E em um cenário no qual as tecnologias e as mídias sociais aumentam a visibilidade das empresas e os riscos reputacionais, a formação de um comitê de gestão de crise ganha mais relevância. Atualmente até mesmo pequenos incidentes podem ganhar proporções graves rapidamente, destruindo marcas. “Esse comitê de gestão de crise deve ser formado por uma equipe multidisciplinar, pessoas chaves na empresa como principais gestores, profissionais das áreas de RI, recursos humanos, comunicação, jurídica e de operações, ou seja, um time pronto para lidar com situações adversas quando acionado”, explica Phillipe Casale, RI da Cosan e conselheiro do IBRI. A pandemia do Covid-19 tem sido catalisadora, levando à criação e ao fortalecimento desses comitês nas companhias.

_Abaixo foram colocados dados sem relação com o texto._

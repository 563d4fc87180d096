mod common;

use futures::{StreamExt, TryStreamExt};

use rag_harness::config::{parse_config, EmbeddingConfig, LlmConfig};
use rag_harness::embedding::{embed_all, Embedder, OpenAiEmbedder};
use rag_harness::llm::{ChatMessage, ChatModel, OpenAiChatModel};
use rag_harness::RagError;

fn embedding_config(url: &str) -> EmbeddingConfig {
    parse_config(&format!(
        "[index]\npath = \"unused.sqlite\"\n\n[embedding]\ndims = {}\nurl = \"{}\"\n",
        common::DIMS,
        url
    ))
    .unwrap()
    .embedding
}

fn llm_config(url: &str) -> LlmConfig {
    LlmConfig {
        url: Some(url.to_string()),
        max_tokens: Some(64),
        ..LlmConfig::default()
    }
}

#[tokio::test]
async fn openai_embeddings_restore_input_order() {
    let base = common::serve(common::mock_api()).await;
    let embedder =
        OpenAiEmbedder::new(&embedding_config(&format!("{}/v1", base)), common::API_KEY).unwrap();

    let texts: Vec<String> = [
        "Aetherfloris Ventus",
        "Noctis Umbraherba",
        "botanical section",
        "a single drop",
        "mountain winds",
    ]
    .iter()
    .map(|s| s.to_string())
    .collect();

    let vectors = embed_all(&embedder, &texts, 2, 3).await.unwrap();
    assert_eq!(vectors.len(), texts.len());
    for (text, vector) in texts.iter().zip(&vectors) {
        assert_eq!(vector, &common::hash_embedding(text, common::DIMS));
    }
}

#[tokio::test]
async fn openai_embeddings_trailing_slash_in_url() {
    let base = common::serve(common::mock_api()).await;
    let embedder =
        OpenAiEmbedder::new(&embedding_config(&format!("{}/v1/", base)), common::API_KEY).unwrap();
    let v = embedder.embed_query("shadow").await.unwrap();
    assert_eq!(v.len(), common::DIMS);
}

#[tokio::test]
async fn embeddings_429_is_rate_limit() {
    let base = common::serve(common::mock_api()).await;
    let embedder = OpenAiEmbedder::new(
        &embedding_config(&format!("{}/throttled", base)),
        common::API_KEY,
    )
    .unwrap();

    let err = embedder.embed(&["x".to_string()]).await.unwrap_err();
    assert!(matches!(err, RagError::RateLimit { .. }), "got {:?}", err);
    assert!(err.is_retryable());
}

#[tokio::test]
async fn embeddings_5xx_is_retryable_service_error() {
    let base = common::serve(common::mock_api()).await;
    let embedder = OpenAiEmbedder::new(
        &embedding_config(&format!("{}/broken", base)),
        common::API_KEY,
    )
    .unwrap();

    let err = embedder.embed(&["x".to_string()]).await.unwrap_err();
    assert!(matches!(err, RagError::Service { retryable: true, .. }), "got {:?}", err);
}

#[tokio::test]
async fn embeddings_bad_key_is_not_retryable() {
    let base = common::serve(common::mock_api()).await;
    let embedder =
        OpenAiEmbedder::new(&embedding_config(&format!("{}/v1", base)), "wrong-key").unwrap();

    let err = embedder.embed(&["x".to_string()]).await.unwrap_err();
    assert!(matches!(err, RagError::Service { retryable: false, .. }), "got {:?}", err);
}

#[tokio::test]
async fn chat_completion_returns_message_content() {
    let base = common::serve(common::mock_api()).await;
    let model =
        OpenAiChatModel::new(&llm_config(&format!("{}/v1", base)), Some(common::API_KEY.into()))
            .unwrap();

    let answer = model
        .complete(&[
            ChatMessage::system("be brief"),
            ChatMessage::user("What is Aetherfloris Ventus?"),
        ])
        .await
        .unwrap();
    assert_eq!(answer, "echo: What is Aetherfloris Ventus?");
}

#[tokio::test]
async fn chat_stream_yields_fragments_in_order_until_done() {
    let base = common::serve(common::mock_api()).await;
    let model =
        OpenAiChatModel::new(&llm_config(&format!("{}/v1", base)), Some(common::API_KEY.into()))
            .unwrap();

    let stream = model
        .stream(&[ChatMessage::user("a single drop")])
        .await
        .unwrap();
    let fragments: Vec<String> = stream.try_collect().await.unwrap();

    assert_eq!(fragments, vec!["echo:", " a", " single", " drop"]);
    assert_eq!(fragments.concat(), "echo: a single drop");
}

async fn drain(base: &str, prefix: &str) -> (Vec<String>, Option<RagError>) {
    let model = OpenAiChatModel::new(
        &llm_config(&format!("{}/{}", base, prefix)),
        Some(common::API_KEY.into()),
    )
    .unwrap();
    let mut stream = model.stream(&[ChatMessage::user("hi")]).await.unwrap();
    let mut fragments = Vec::new();
    while let Some(item) = stream.next().await {
        match item {
            Ok(fragment) => fragments.push(fragment),
            Err(e) => {
                assert!(stream.next().await.is_none(), "stream continued after error");
                return (fragments, Some(e));
            }
        }
    }
    (fragments, None)
}

#[tokio::test]
async fn chat_stream_error_payload_fails_the_stream() {
    let base = common::serve(common::mock_api()).await;
    let (fragments, err) = drain(&base, "failing").await;

    assert_eq!(fragments, vec!["Partial"]);
    let err = err.expect("error payload must surface");
    assert!(matches!(err, RagError::Service { retryable: true, .. }), "got {:?}", err);
    assert!(err.to_string().contains("The server had an error"));
}

#[tokio::test]
async fn chat_stream_without_done_is_an_error() {
    let base = common::serve(common::mock_api()).await;
    let (fragments, err) = drain(&base, "truncated").await;

    assert_eq!(fragments, vec!["Partial"]);
    let err = err.expect("truncated stream must surface");
    assert!(err.to_string().contains("stream ended before [DONE]"), "got {:?}", err);
}

#[tokio::test]
async fn chat_completion_without_content_is_an_error() {
    let base = common::serve(common::mock_api()).await;
    let model = OpenAiChatModel::new(
        &llm_config(&format!("{}/empty", base)),
        Some(common::API_KEY.into()),
    )
    .unwrap();

    let err = model
        .complete(&[ChatMessage::user("hi")])
        .await
        .unwrap_err();
    assert!(matches!(err, RagError::Service { retryable: false, .. }), "got {:?}", err);
    assert!(err.to_string().contains("response has no content"));
}

#[tokio::test]
async fn chat_429_is_rate_limit() {
    let base = common::serve(common::mock_api()).await;
    let model = OpenAiChatModel::new(
        &llm_config(&format!("{}/throttled", base)),
        Some(common::API_KEY.into()),
    )
    .unwrap();

    let err = match model.stream(&[ChatMessage::user("hi")]).await {
        Ok(_) => panic!("expected a rate limit error"),
        Err(e) => e,
    };
    assert!(matches!(err, RagError::RateLimit { .. }), "got {:?}", err);

    let err = model
        .complete(&[ChatMessage::user("hi")])
        .await
        .unwrap_err();
    assert!(matches!(err, RagError::RateLimit { .. }));
}

#[tokio::test]
async fn unreachable_service_is_transport_error() {
    // Bind then drop a listener to get a port with nothing behind it.
    let listener = tokio::net::TcpListener::bind("127.0.0.1:0").await.unwrap();
    let addr = listener.local_addr().unwrap();
    drop(listener);

    let embedder = OpenAiEmbedder::new(
        &embedding_config(&format!("http://{}/v1", addr)),
        common::API_KEY,
    )
    .unwrap();
    let err = embedder.embed(&["x".to_string()]).await.unwrap_err();
    assert!(matches!(err, RagError::Service { retryable: true, .. }), "got {:?}", err);
}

Outra atividade essencial, que deve ter maior envolvimento do RI, é a elaboração de um relatório anual completo para contar a história da empresa e mostrar como ela gera valor ao longo do tempo, incluindo diversos indicadores. “O benefício que isso traz para a companhia é enorme, pois levantar informações e colocar os textos do Relato Integrado para discussão, clareia as estratégias, alinha conceitos e ajuda a definir prioridades”, diz Bruno Brasil, diretor presidente do IBRI.

Para apoiar o desenvolvimento do mercado de capitais e a entrada de novas companhias na Bolsa, o IBRI preparou uma websérie em conjunto com a B3 sobre a função dos RIs no atual contexto, detalhando suas atividades no dia a dia e as melhores práticas. O IBRI também tem promovido uma série de eventos online para troca de experiências e estuda retomar o MBA de Finanças, Comunicação e RI em parceria com a FIPECAFI.